== THE RECORDS ==
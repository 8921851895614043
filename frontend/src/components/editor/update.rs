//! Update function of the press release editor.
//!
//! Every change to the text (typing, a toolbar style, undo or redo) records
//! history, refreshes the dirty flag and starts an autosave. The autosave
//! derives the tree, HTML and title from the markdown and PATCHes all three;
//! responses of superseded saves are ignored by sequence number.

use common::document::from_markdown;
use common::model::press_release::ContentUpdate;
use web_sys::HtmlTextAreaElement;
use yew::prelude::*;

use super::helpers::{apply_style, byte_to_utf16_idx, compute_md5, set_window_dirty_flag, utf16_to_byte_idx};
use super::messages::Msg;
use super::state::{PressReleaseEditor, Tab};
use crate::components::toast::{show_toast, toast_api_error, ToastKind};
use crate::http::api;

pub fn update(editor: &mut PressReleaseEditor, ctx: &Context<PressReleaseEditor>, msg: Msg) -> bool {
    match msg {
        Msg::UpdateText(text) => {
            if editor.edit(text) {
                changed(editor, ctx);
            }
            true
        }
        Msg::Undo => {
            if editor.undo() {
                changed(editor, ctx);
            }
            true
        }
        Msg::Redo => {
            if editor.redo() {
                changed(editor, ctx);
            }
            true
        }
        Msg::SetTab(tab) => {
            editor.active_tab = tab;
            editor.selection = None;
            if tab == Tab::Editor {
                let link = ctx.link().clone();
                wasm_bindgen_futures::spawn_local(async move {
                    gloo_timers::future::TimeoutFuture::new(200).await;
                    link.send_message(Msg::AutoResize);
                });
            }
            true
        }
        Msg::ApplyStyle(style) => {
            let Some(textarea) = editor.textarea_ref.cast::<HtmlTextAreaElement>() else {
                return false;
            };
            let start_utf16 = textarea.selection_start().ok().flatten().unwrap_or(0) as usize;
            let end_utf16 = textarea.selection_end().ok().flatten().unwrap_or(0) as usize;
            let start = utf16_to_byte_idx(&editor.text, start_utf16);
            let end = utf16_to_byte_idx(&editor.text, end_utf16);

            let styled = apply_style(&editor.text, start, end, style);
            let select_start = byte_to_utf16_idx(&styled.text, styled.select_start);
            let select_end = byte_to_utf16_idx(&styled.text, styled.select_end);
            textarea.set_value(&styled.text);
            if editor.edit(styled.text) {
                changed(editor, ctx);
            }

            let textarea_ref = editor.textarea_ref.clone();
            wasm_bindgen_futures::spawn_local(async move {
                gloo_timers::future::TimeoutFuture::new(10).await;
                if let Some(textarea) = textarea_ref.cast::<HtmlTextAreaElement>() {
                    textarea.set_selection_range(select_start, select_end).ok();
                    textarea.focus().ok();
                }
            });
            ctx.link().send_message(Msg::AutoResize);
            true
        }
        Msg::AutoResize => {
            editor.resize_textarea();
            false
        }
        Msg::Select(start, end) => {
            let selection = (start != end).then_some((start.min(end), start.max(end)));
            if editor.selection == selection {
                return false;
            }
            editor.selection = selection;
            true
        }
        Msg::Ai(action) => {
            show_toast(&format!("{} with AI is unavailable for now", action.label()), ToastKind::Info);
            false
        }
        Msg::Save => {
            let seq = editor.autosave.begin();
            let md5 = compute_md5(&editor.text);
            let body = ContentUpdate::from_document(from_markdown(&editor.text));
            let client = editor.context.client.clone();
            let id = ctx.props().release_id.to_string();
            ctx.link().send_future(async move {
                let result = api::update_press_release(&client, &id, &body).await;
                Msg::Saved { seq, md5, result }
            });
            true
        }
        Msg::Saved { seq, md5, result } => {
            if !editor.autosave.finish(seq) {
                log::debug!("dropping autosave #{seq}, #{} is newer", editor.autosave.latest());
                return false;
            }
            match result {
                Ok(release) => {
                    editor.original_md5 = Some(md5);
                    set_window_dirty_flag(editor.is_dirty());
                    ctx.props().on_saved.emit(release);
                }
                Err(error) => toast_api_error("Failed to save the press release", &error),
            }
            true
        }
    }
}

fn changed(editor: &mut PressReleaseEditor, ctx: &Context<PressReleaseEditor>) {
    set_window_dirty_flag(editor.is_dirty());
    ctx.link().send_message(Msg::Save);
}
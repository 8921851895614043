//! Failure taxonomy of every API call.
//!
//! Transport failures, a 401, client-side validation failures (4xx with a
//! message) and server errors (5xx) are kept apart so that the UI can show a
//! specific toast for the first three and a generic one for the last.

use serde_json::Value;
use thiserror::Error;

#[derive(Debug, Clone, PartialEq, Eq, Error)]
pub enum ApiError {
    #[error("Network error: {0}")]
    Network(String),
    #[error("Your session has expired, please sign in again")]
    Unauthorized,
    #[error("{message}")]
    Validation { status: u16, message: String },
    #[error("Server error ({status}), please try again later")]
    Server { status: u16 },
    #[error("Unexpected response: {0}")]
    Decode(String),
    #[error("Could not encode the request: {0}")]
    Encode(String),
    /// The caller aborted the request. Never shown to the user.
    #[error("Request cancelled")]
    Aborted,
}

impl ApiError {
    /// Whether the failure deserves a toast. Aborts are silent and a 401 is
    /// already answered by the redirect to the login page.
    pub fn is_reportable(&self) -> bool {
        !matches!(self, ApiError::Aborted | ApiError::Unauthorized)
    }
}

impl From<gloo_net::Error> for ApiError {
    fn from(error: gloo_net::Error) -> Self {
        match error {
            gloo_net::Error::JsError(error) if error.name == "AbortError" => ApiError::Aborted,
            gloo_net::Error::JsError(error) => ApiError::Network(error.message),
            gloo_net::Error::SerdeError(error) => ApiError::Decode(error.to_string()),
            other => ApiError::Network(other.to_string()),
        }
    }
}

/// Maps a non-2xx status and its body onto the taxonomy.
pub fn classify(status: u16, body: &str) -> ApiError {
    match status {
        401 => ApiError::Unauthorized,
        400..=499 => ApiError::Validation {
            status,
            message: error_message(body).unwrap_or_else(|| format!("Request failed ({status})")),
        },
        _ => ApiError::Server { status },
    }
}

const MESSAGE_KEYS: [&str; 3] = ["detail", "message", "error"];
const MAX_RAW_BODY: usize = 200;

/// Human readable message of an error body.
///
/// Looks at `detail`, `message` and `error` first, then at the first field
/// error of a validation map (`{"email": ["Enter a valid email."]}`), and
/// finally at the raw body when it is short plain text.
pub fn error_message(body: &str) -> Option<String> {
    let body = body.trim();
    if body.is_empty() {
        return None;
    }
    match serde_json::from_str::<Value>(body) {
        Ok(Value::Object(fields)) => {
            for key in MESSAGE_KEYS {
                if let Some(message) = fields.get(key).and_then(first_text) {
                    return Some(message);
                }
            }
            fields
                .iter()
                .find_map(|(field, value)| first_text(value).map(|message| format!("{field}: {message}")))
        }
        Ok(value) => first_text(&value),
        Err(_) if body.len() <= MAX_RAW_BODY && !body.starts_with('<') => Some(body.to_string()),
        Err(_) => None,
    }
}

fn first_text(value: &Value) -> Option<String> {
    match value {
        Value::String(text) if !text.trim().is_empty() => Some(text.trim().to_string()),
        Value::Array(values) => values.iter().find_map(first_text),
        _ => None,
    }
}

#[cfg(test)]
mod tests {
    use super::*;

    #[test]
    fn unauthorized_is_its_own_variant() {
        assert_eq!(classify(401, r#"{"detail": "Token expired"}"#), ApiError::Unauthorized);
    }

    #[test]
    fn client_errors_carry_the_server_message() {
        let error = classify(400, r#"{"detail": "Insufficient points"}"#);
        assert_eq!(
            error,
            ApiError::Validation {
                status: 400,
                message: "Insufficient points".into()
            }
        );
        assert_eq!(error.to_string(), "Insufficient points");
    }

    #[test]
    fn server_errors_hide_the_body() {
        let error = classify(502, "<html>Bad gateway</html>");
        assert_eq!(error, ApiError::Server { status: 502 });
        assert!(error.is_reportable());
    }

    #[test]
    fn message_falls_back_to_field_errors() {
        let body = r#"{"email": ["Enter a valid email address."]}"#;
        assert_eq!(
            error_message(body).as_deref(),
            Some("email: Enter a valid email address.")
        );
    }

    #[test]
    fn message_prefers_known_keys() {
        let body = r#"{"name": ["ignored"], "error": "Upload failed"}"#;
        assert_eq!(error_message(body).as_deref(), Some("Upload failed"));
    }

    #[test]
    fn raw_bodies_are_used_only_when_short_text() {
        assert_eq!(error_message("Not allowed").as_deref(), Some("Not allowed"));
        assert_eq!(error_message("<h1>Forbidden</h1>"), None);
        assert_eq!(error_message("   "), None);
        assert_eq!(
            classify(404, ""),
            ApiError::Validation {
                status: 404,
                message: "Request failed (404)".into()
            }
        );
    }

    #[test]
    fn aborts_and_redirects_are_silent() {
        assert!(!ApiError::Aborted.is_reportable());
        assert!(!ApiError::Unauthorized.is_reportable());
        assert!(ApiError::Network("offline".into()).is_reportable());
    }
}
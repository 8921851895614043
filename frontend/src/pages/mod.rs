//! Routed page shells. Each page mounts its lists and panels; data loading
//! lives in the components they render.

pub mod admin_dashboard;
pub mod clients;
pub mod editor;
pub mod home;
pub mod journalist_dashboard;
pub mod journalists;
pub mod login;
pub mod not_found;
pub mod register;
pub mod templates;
===
- YOUR TASK -
Every line above that holds "Upload" should be tallied; answer with the total alone.

- EXPECTED ANSWER -
2